# Pure Power Plant, Nirvana



## kebnekajse (Jan 14, 2010)

I bought a 10-pack of PPP from Nirvana a bit over a year ago.  I have grown 4 from seed, i gave away 3, and followed them through the grow, had one that never germed and still have two left. They have changed the description on the nirvana website. Don't know if the beans are different now, but when i bought them they were from south africa, never hybridized. They are now they say.

The phenotypes didn't vary much. Indica/sativa leafes, trippled in height after 12/12. Yield is pretty good and she is fairly strong. Got plenty of ups in the stone... Taste is not too good. The smoke has a somewhat chemical or petroleum taste. I don't think it's due to bad flushing or anything, it's just how she is. But this is where the phenos varied the most, there were better and worse plants. 

Easy to grow, can take just about anything and still come back.
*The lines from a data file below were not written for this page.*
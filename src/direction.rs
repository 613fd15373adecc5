//! Shift directions and their board traversal orders.
//!
//! A shift processes the grid one lane at a time: a lane is a single row or
//! column read from the target edge inward. [`Direction::lane`] produces the
//! flat cell indices of one lane in that order, which keeps the shift
//! algorithm itself direction-agnostic instead of four near-copies.

use serde::{Deserialize, Serialize};

use crate::board::SIDE;

/// One of the four shift directions.
#[derive(Clone, Copy, Debug, PartialEq, Eq, Serialize, Deserialize)]
pub enum Direction {
    Up,
    Down,
    Left,
    Right,
}

impl Direction {
    /// All four directions, for iteration in tests and searches.
    pub const ALL: [Direction; 4] = [
        Direction::Up,
        Direction::Down,
        Direction::Left,
        Direction::Right,
    ];

    /// Flat indices of one lane, ordered from the target edge inward.
    ///
    /// For `Up` and `Down` a lane is a column; for `Left` and `Right` it is a
    /// row. `lane` must be below [`SIDE`].
    #[must_use]
    pub fn lane(self, lane: usize) -> [usize; SIDE] {
        assert!(lane < SIDE);
        std::array::from_fn(|step| match self {
            Direction::Up => step * SIDE + lane,
            Direction::Down => (SIDE - 1 - step) * SIDE + lane,
            Direction::Left => lane * SIDE + step,
            Direction::Right => lane * SIDE + (SIDE - 1 - step),
        })
    }
}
Had a hermie because of lightleak though, and a friend had one for no reason at all, but there were no seeds. All plants matured fast up untill week 7, then it slowed down. I say nine weeks minimum for this one. 

She responds very well to training of all kinds, when untrained she has the classic christmas tree look. Can't say too much about nutes, i kept it very simple. Hesi/Canna main nutes and some pk 13/14. I didn't care to find out how heavy i could feed her, kept it pretty low and raised when she looked pale. 
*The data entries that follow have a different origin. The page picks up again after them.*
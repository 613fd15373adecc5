//! The player-facing command vocabulary.
//!
//! Seven commands reach the session: the four shifts plus revert, restart,
//! and exit. The shell reads single keys and maps them here; the session
//! never sees raw input.

use std::fmt;

use serde::{Deserialize, Serialize};

use crate::direction::Direction;

/// One player intent, dispatched once per turn.
#[derive(Clone, Copy, Debug, PartialEq, Eq, Serialize, Deserialize)]
pub enum Command {
    /// Shift the whole board in one direction.
    Shift(Direction),
    /// Restore the board as it stood before the last tile-altering move.
    Revert,
    /// Throw the game away and deal a fresh board.
    Restart,
    /// Leave the game.
    Exit,
}

impl Command {
    /// Map one keystroke to a command, ignoring case.
    ///
    /// The bindings are `w`/`a`/`s`/`d` for up/left/down/right, `r` to
    /// revert, `x` to restart, and `e` to exit. Anything else is `None`.
    #[must_use]
    pub fn from_key(key: char) -> Option<Self> {
        match key.to_ascii_lowercase() {
            'w' => Some(Command::Shift(Direction::Up)),
            'a' => Some(Command::Shift(Direction::Left)),
            's' => Some(Command::Shift(Direction::Down)),
            'd' => Some(Command::Shift(Direction::Right)),
            'r' => Some(Command::Revert),
            'x' => Some(Command::Restart),
            'e' => Some(Command::Exit),
            _ => None,
        }
    }

    /// Whether the shell must ask before dispatching this command.
    ///
    /// True exactly for the commands that discard progress.
    #[must_use]
    pub const fn needs_confirmation(self) -> bool {
        matches!(self, Command::Restart | Command::Exit)
    }
}

impl fmt::Display for Command {
    fn fmt(&self, f: &mut fmt::Formatter<'_>) -> fmt::Result {
        let label = match self {
            Command::Shift(Direction::Up) => "swipe up",
            Command::Shift(Direction::Down) => "swipe down",
            Command::Shift(Direction::Left) => "swipe left",
            Command::Shift(Direction::Right) => "swipe right",
            Command::Revert => "revert",
            Command::Restart => "restart",
            Command::Exit => "exit",
        };
        f.write_str(label)
    }
}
I hope someone finds this usefull.


----------



## HippyInEngland (Jan 14, 2010)

Sounds like they have tried to improve on the seed quality.

Thanks for keeping us in the know Kebnekajse 

eace:


----------



## gypsydog (Jan 16, 2010)

Just finished PPP form dutch passion in Dec..  It didnt taste good either.  Big yielder and can eat like crazy!!  Did them in 5 gallon buckets w/sunshine#4.  They got BIG! 4 zips a plant.


----------



## 420benny (Jan 16, 2010)

I grew Nirvana's PPP outdoors last year and it is a nice smoke. I grow organically. It wasn't quite finished when the rains came, so she got chopped at least a week early. After curing, it is a hit with all who have tried it. Don't give up, it is good bud.


----------



## tcbud (Jan 23, 2010)

Thank you for the report, I am on the seed buying mission and was considering Nirvana.
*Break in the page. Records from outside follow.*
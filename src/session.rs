//! The game session: one live board, one undo slot, one RNG.
//!
//! ## Turn machine
//!
//! A turn proceeds: [`GameSession::begin_turn`] spawns the tile for this turn
//! (unless one was already spawned and nothing has moved since) or reports
//! that the game is over; the shell renders and reads one command; then
//! [`GameSession::dispatch`] routes it. The loop is owned by the shell; the
//! session holds no intermediate state beyond its four fields.
//!
//! ## Undo
//!
//! The backup board holds the state as it stood before the last move that
//! changed tiles. Reverting copies it back and nothing else, so the undo is
//! exactly one level deep.

use serde::{Deserialize, Serialize};

use crate::board::Board;
use crate::command::Command;
use crate::direction::Direction;
use crate::rng::TileRng;

/// What [`GameSession::begin_turn`] found.
#[derive(Clone, Copy, Debug, PartialEq, Eq, Serialize, Deserialize)]
pub enum TurnStatus {
    /// A tile for this turn exists; play continues.
    Playing,
    /// No empty cell remained to spawn into; the game has ended.
    GameOver,
}

/// Whether the session continues after a dispatched command.
#[derive(Clone, Copy, Debug, PartialEq, Eq, Serialize, Deserialize)]
pub enum Flow {
    Continue,
    Quit,
}

/// One live game.
#[derive(Clone, Debug)]
pub struct GameSession {
    current: Board,
    backup: Board,
    spawn_locked: bool,
    rng: TileRng,
}

impl GameSession {
    /// Start a session with a fresh entropy seed.
    #[must_use]
    pub fn new() -> Self {
        Self::with_rng(TileRng::from_entropy())
    }

    /// Start a session from an explicit seed.
    ///
    /// Two sessions with the same seed, fed the same commands, play the same
    /// game.
    #[must_use]
    pub fn with_seed(seed: u64) -> Self {
        Self::with_rng(TileRng::new(seed))
    }

    /// Start a session with a caller-built generator.
    #[must_use]
    pub fn with_rng(rng: TileRng) -> Self {
        let mut session = Self {
            current: Board::new(),
            backup: Board::new(),
            spawn_locked: false,
            rng,
        };
        session.deal();
        session
    }

    /// The seed this session's games derive from.
    #[must_use]
    pub fn seed(&self) -> u64 {
        self.rng.seed()
    }

    /// The live board, for rendering.
    #[must_use]
    pub fn board(&self) -> &Board {
        &self.current
    }

    /// Reset to a freshly dealt game, reusing the session's RNG stream.
    fn deal(&mut self) {
        self.current = Board::new();
        self.current.spawn_random_tile(&mut self.rng);
        self.spawn_locked = false;
        self.backup = self.current;
    }

    /// Open a turn: spawn this turn's tile, or report the end of the game.
    ///
    /// Game over means no empty cell remained at the start of the turn, even
    /// if a merge could still free one. When the spawn lock is held the tile
    /// for this turn already exists and the board is left alone. The
    /// full-board check runs before the lock check.
    pub fn begin_turn(&mut self) -> TurnStatus {
        if self.current.count_empty() == 0 {
            return TurnStatus::GameOver;
        }
        if !self.spawn_locked {
            self.current.spawn_random_tile(&mut self.rng);
            self.spawn_locked = true;
        }
        TurnStatus::Playing
    }

    /// Shift the board, keeping the undo slot and spawn lock in step.
    ///
    /// On a move that changes tiles, the pre-move board becomes the undo
    /// state and the spawn lock opens for the next turn. A move that changes
    /// nothing leaves every field alone, so the undo slot still points at the
    /// last real move. Returns whether the board changed.
    pub fn apply_direction(&mut self, direction: Direction) -> bool {
        let snapshot = self.current;
        let changed = self.current.shift(direction);
        if changed {
            self.backup = snapshot;
            self.spawn_locked = false;
        }
        changed
    }

    /// Restore the board as it stood before the last tile-altering move.
    ///
    /// One level only: the undo slot is not re-snapshotted, so reverting
    /// twice in a row lands on the same board both times. The spawn lock is
    /// untouched; a tile spawned this turn disappears with the revert and
    /// does not come back until a real move unlocks spawning again.
    pub fn revert(&mut self) {
        self.current = self.backup;
    }

    /// Deal a fresh game, or change nothing at all when declined.
    pub fn restart(&mut self, confirmed: bool) {
        if confirmed {
            self.deal();
        }
    }

    /// Signal termination when confirmed; a decline changes nothing.
    #[must_use]
    pub fn exit(&self, confirmed: bool) -> bool {
        confirmed
    }

    /// Route one command, reporting whether the session continues.
    pub fn dispatch(&mut self, command: Command, confirmed: bool) -> Flow {
        match command {
            Command::Shift(direction) => {
                self.apply_direction(direction);
                Flow::Continue
            }
            Command::Revert => {
                self.revert();
                Flow::Continue
            }
            Command::Restart => {
                self.restart(confirmed);
                Flow::Continue
            }
            Command::Exit => {
                if self.exit(confirmed) {
                    Flow::Quit
                } else {
                    Flow::Continue
                }
            }
        }
    }
}

impl Default for GameSession {
    fn default() -> Self {
        Self::new()
    }
}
I sure understand bout the taste aspect.  I want good taste second to excellent high.


----------



## Time4Plan-B (Jan 24, 2010)

Hiya gypsy im atm growing dp ppp and have done for a few years and never heard a bad comment about the taste nor the extra strong stone.

Maybe you just had a duff pack of beans but i grew/grow from clone so clone supplier probably had a keeper from his original beans.

t4


----------